EU inicia contactos con la oposición del Ayuntamiento de Alicante para una moción de censura contra Barcala
Alicante, 6 de febrero de 2026
Hay momentos en la vida política de una ciudad que se sienten como puntos de inflexión. En Alicante, ese momento ha llegado. Tras semanas de inquietud por el escándalo de las irregularidades en la adjudicación de viviendas de protección pública (VPP), el grupo municipal de Esquerra Unida-Podem ha decidido dar un paso sin medias tintas: iniciar una ronda de contactos con los diferentes partidos de la oposición para explorar la posibilidad de una moción de censura contra el alcalde, Luis Barcala (PP).
La decisión no surge de la nada. El trasfondo es una crisis que se ha instalado en el Ayuntamiento desde que el caso de las VPP de la promoción de Playa de San Juan ocupó el centro del debate político. En un pleno extraordinario celebrado días atrás, no sólo los partidos de la izquierda —PSPV-PSOE, Compromís y EU-Podem—, sino también Vox, exigieron la dimisión de Barcala ante la falta de explicaciones claras y la percepción de falta de control en el reparto de estas viviendas públicas.
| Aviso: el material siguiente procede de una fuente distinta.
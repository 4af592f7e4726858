use crate::config::Config;
use crate::error::{EdgeConnectionError, Result};
use crate::graph::{GraphAdapter, GraphError};
use crate::ir::{
    BACKING_EDGE_KEY, Data, Edge, ElementId, GraphElement, Node, NodeSpec, PROXY_LINK_KEY,
};
use tracing::{debug, trace};

/// Creates, moves and destroys the proxy nodes that stand in for edges.
#[derive(Debug, Clone, PartialEq, Eq)]
pub struct ProxyManager {
    propagated: Vec<String>,
}

impl ProxyManager {
    pub fn new(config: &Config) -> Self {
        Self {
            propagated: config.propagated_keys(),
        }
    }

    pub fn propagated_keys(&self) -> &[String] {
        &self.propagated
    }

    /// Adds a locked proxy node at the midpoint of a just-committed edge and
    /// links the two together.
    pub fn create_proxy<G: GraphAdapter>(
        &self,
        graph: &mut G,
        edge_id: &ElementId,
    ) -> Result<ElementId> {
        let element = graph
            .get(edge_id)
            .ok_or_else(|| GraphError::NotFound(edge_id.clone()))?;
        let edge = element.try_edge()?;

        let source = graph
            .position(&edge.source)
            .ok_or_else(|| GraphError::NotFound(edge.source.clone()))?;
        let target = graph
            .position(&edge.target)
            .ok_or_else(|| GraphError::NotFound(edge.target.clone()))?;

        let mut data = Data::new();
        data.insert(BACKING_EDGE_KEY.to_string(), edge.id.to_value());
        for key in &self.propagated {
            if let Some(value) = edge.attr(key) {
                data.insert(key.clone(), value.clone());
            }
        }

        let position = source.midpoint(target);
        let proxy_id = graph.add_node(NodeSpec {
            id: None,
            position,
            data,
            classes: Vec::new(),
            locked: true,
        })?;
        graph.set_attr(edge_id, PROXY_LINK_KEY, proxy_id.to_value())?;
        debug!(edge = %edge_id, proxy = %proxy_id, %position, "created proxy node");
        Ok(proxy_id)
    }

    /// Moves the proxy to the edge's current midpoint. Returns false and
    /// leaves the proxy alone when the midpoint is undefined.
    pub fn reposition<G: GraphAdapter>(&self, graph: &mut G, edge_id: &ElementId) -> Result<bool> {
        let proxy_id = self.proxy_of(graph, edge_id)?.id.clone();
        let midpoint = graph.midpoint(edge_id)?;
        if !midpoint.is_valid() {
            trace!(edge = %edge_id, "midpoint undefined, proxy left in place");
            return Ok(false);
        }
        graph.set_locked(&proxy_id, false)?;
        let moved = graph.set_position(&proxy_id, midpoint);
        graph.set_locked(&proxy_id, true)?;
        moved?;
        trace!(edge = %edge_id, proxy = %proxy_id, %midpoint, "repositioned proxy");
        Ok(true)
    }

    /// Removes the proxy recorded on `edge`. The edge itself may already be
    /// gone from the graph.
    pub fn destroy_proxy<G: GraphAdapter>(&self, graph: &mut G, edge: &Edge) -> Result<()> {
        let missing = || EdgeConnectionError::MissingProxy {
            edge: edge.id.clone(),
        };
        let proxy_id = edge.proxy_id().ok_or_else(missing)?;
        if graph.node(&proxy_id).is_none() {
            return Err(missing());
        }
        graph.remove(&proxy_id)?;
        debug!(edge = %edge.id, proxy = %proxy_id, "destroyed proxy node");
        Ok(())
    }

    /// Looks up the live proxy node of an edge in the graph.
    pub fn proxy_of<'g, G: GraphAdapter>(
        &self,
        graph: &'g G,
        edge_id: &ElementId,
    ) -> Result<&'g Node> {
        let element = graph
            .get(edge_id)
            .ok_or_else(|| GraphError::NotFound(edge_id.clone()))?;
        let edge = element.try_edge()?;
        edge.proxy_id()
            .and_then(|proxy_id| graph.node(&proxy_id))
            .ok_or_else(|| EdgeConnectionError::MissingProxy {
                edge: edge_id.clone(),
            })
    }

    pub fn is_proxy(node: &Node) -> bool {
        node.is_proxy()
    }

    pub fn backing_edge_id(node: &Node) -> Option<ElementId> {
        node.backing_edge_id()
    }
}

impl Default for ProxyManager {
    fn default() -> Self {
        Self::new(&Config::default())
    }
}

#[cfg(test)]
mod tests {
    use super::*;
    use crate::ir::{EdgeSpec, Position};
    use crate::memory::MemoryGraph;
    use serde_json::json;

    fn committed(graph: &mut MemoryGraph, spec: EdgeSpec) -> ElementId {
        graph.add_edge(spec).unwrap()
    }

    fn two_nodes() -> MemoryGraph {
        let mut graph = MemoryGraph::new();
        graph.add_node(NodeSpec::new("n1", 0.0, 0.0)).unwrap();
        graph.add_node(NodeSpec::new("n2", 10.0, 0.0)).unwrap();
        graph
    }

    #[test]
    fn proxy_sits_on_midpoint_and_links_both_ways() {
        let mut graph = two_nodes();
        let manager = ProxyManager::default();
        let edge = committed(
            &mut graph,
            EdgeSpec::new("n1", "n2")
                .with_id("e1")
                .with_data("color", json!("#f00"))
                .with_data("weight", json!(3)),
        );

        let proxy_id = manager.create_proxy(&mut graph, &edge).unwrap();
        let proxy = graph.node(&proxy_id).unwrap();
        assert_eq!(proxy.position, Position::new(5.0, 0.0));
        assert!(proxy.locked);
        assert_eq!(proxy.backing_edge_id(), Some(edge.clone()));
        assert_eq!(proxy.attr("color"), Some(&json!("#f00")));
        assert_eq!(proxy.attr("weight"), None);
        assert_eq!(graph.edge(&edge).unwrap().proxy_id(), Some(proxy_id.clone()));
        assert_eq!(manager.proxy_of(&graph, &edge).unwrap().id, proxy_id);
    }

    #[test]
    fn reposition_follows_endpoints() {
        let mut graph = two_nodes();
        let manager = ProxyManager::default();
        let edge = committed(&mut graph, EdgeSpec::new("n1", "n2").with_id("e1"));
        let proxy_id = manager.create_proxy(&mut graph, &edge).unwrap();

        graph
            .set_position(&ElementId::from("n2"), Position::new(10.0, 10.0))
            .unwrap();
        assert!(manager.reposition(&mut graph, &edge).unwrap());
        let proxy = graph.node(&proxy_id).unwrap();
        assert_eq!(proxy.position, Position::new(5.0, 5.0));
        assert!(proxy.locked, "proxy must be locked again after the move");
    }

    #[test]
    fn reposition_skips_undefined_midpoint() {
        let mut graph = two_nodes();
        let manager = ProxyManager::default();
        let edge = committed(&mut graph, EdgeSpec::new("n1", "n2").with_id("e1"));
        let proxy_id = manager.create_proxy(&mut graph, &edge).unwrap();

        graph
            .set_position(&ElementId::from("n1"), Position::new(10.0, 0.0))
            .unwrap();
        assert!(!manager.reposition(&mut graph, &edge).unwrap());
        assert_eq!(graph.position(&proxy_id), Some(Position::new(5.0, 0.0)));
    }

    #[test]
    fn destroy_removes_the_linked_node() {
        let mut graph = two_nodes();
        let manager = ProxyManager::default();
        let edge = committed(&mut graph, EdgeSpec::new("n1", "n2").with_id("e1"));
        let proxy_id = manager.create_proxy(&mut graph, &edge).unwrap();

        let snapshot = graph.edge(&edge).unwrap().clone();
        graph.remove(&edge).unwrap();
        manager.destroy_proxy(&mut graph, &snapshot).unwrap();
        assert!(!graph.contains(&proxy_id));
        assert_eq!(
            manager.destroy_proxy(&mut graph, &snapshot),
            Err(EdgeConnectionError::MissingProxy { edge })
        );
    }

    #[test]
    fn proxy_lookup_reports_kind_and_missing_links() {
        let mut graph = two_nodes();
        let manager = ProxyManager::default();
        let edge = committed(&mut graph, EdgeSpec::new("n1", "n2").with_id("e1"));

        assert_eq!(
            manager.proxy_of(&graph, &edge),
            Err(EdgeConnectionError::MissingProxy { edge: edge.clone() })
        );
        assert_eq!(
            manager.proxy_of(&graph, &ElementId::from("n1")),
            Err(EdgeConnectionError::NotAnEdge(ElementId::from("n1")))
        );
        assert_eq!(
            manager.proxy_of(&graph, &ElementId::from("nope")),
            Err(GraphError::NotFound(ElementId::from("nope")).into())
        );

        graph
            .set_attr(&edge, PROXY_LINK_KEY, json!("gone"))
            .unwrap();
        assert!(matches!(
            manager.proxy_of(&graph, &edge),
            Err(EdgeConnectionError::MissingProxy { .. })
        ));
    }
}
use crate::error::EdgeConnectionError;
use crate::ir::ElementKind;
use once_cell::sync::Lazy;
use regex::Regex;
use std::fmt;
use std::str::FromStr;

static TERM_RE: Lazy<Regex> =
    Lazy::new(|| Regex::new(r"^(node|edge|\*)?((?:\.[A-Za-z0-9_-]+)*)$").unwrap());

/// Class selector of the form `edge`, `node.hub`, `.dashed` or `*`, with
/// comma-separated alternatives.
#[derive(Debug, Clone, PartialEq, Eq)]
pub struct Selector {
    source: String,
    terms: Vec<SelectorTerm>,
}

#[derive(Debug, Clone, PartialEq, Eq)]
struct SelectorTerm {
    kind: Option<ElementKind>,
    classes: Vec<String>,
}

impl SelectorTerm {
    fn matches(&self, kind: ElementKind, classes: &[String]) -> bool {
        if self.kind.is_some_and(|want| want != kind) {
            return false;
        }
        self.classes
            .iter()
            .all(|want| classes.iter().any(|class| class == want))
    }
}

impl Selector {
    pub fn parse(input: &str) -> Result<Self, EdgeConnectionError> {
        let invalid = |reason: &str| EdgeConnectionError::InvalidSelector {
            selector: input.to_string(),
            reason: reason.to_string(),
        };
        let mut terms = Vec::new();
        for raw in input.split(',') {
            let raw = raw.trim();
            if raw.is_empty() {
                return Err(invalid("empty selector term"));
            }
            let caps = TERM_RE
                .captures(raw)
                .ok_or_else(|| invalid("expected `node`, `edge`, `*` and/or `.class` parts"))?;
            let kind = match caps.get(1).map(|m| m.as_str()) {
                Some("node") => Some(ElementKind::Node),
                Some("edge") => Some(ElementKind::Edge),
                _ => None,
            };
            let classes = caps
                .get(2)
                .map(|m| m.as_str())
                .unwrap_or("")
                .split('.')
                .filter(|class| !class.is_empty())
                .map(str::to_string)
                .collect();
            terms.push(SelectorTerm { kind, classes });
        }
        Ok(Self {
            source: input.trim().to_string(),
            terms,
        })
    }

    pub fn nodes() -> Self {
        Self::of_kind("node", ElementKind::Node)
    }

    pub fn edges() -> Self {
        Self::of_kind("edge", ElementKind::Edge)
    }

    fn of_kind(source: &str, kind: ElementKind) -> Self {
        Self {
            source: source.to_string(),
            terms: vec![SelectorTerm {
                kind: Some(kind),
                classes: Vec::new(),
            }],
        }
    }

    pub fn matches(&self, kind: ElementKind, classes: &[String]) -> bool {
        self.terms.iter().any(|term| term.matches(kind, classes))
    }

    pub fn as_str(&self) -> &str {
        &self.source
    }
}

impl Default for Selector {
    fn default() -> Self {
        Self::edges()
    }
}

impl FromStr for Selector {
    type Err = EdgeConnectionError;

    fn from_str(s: &str) -> Result<Self, Self::Err> {
        Self::parse(s)
    }
}

impl fmt::Display for Selector {
    fn fmt(&self, f: &mut fmt::Formatter<'_>) -> fmt::Result {
        f.write_str(&self.source)
    }
}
Para muchos en la ciudad, fue un momento histórico ver a los representantes de fuerzas políticas tan diversas coincidir en el mismo reclamo. No es habitual que la oposición en bloque pida la salida de un alcalde. Y sin embargo, allí estaban: voces dispares, pero con una exigencia compartida.
Desde EU-Podem, su portavoz, Manolo Copé, ha hablado con la sinceridad que demanda esta etapa convulsa. Copé ha explicado que los contactos que ahora se van a emprender con PSPV-PSOE, Compromís e incluso con aquellos concejales de Vox que también pidieron la dimisión, no son un simple gesto táctico, ni una reacción impulsiva. Son una respuesta a lo que consideran una parálisis institucional insostenible y a la necesidad de recuperar la confianza ciudadana en las instituciones municipales.
La idea de la moción de censura no responde a intereses partidistas ni a cálculos electorales, sino a una responsabilidad que la oposición debe asumir cuando percibe que la gestión pública queda bajo sospecha y desconfianza mayoritaria. La moción, en cualquier caso, dependería del apoyo de la mayoría de la oposición para prosperar en un Ayuntamiento compuesto por 29 concejales, donde la suma alternativa debe alcanzar la mayoría absoluta.
Mientras tanto, Barcala ha reconocido en el pleno que las circunstancias que rodean la polémica de las VPP “avergüenzan” y ha prometido investigar y aclarar lo sucedido, aunque ha rechazado haber estado al tanto de las decisiones que han desencadenado la crisis.
Ahora, con los contactos iniciándose en los próximos días, en Alicante se vive la sensación de que la política local está en una encrucijada. La ciudad mira con atención a sus representantes, esperando no solo respuestas, sino soluciones que permitan recuperar normalidad en la gestión pública y reforzar la confianza que muchos vecinos sienten perdida.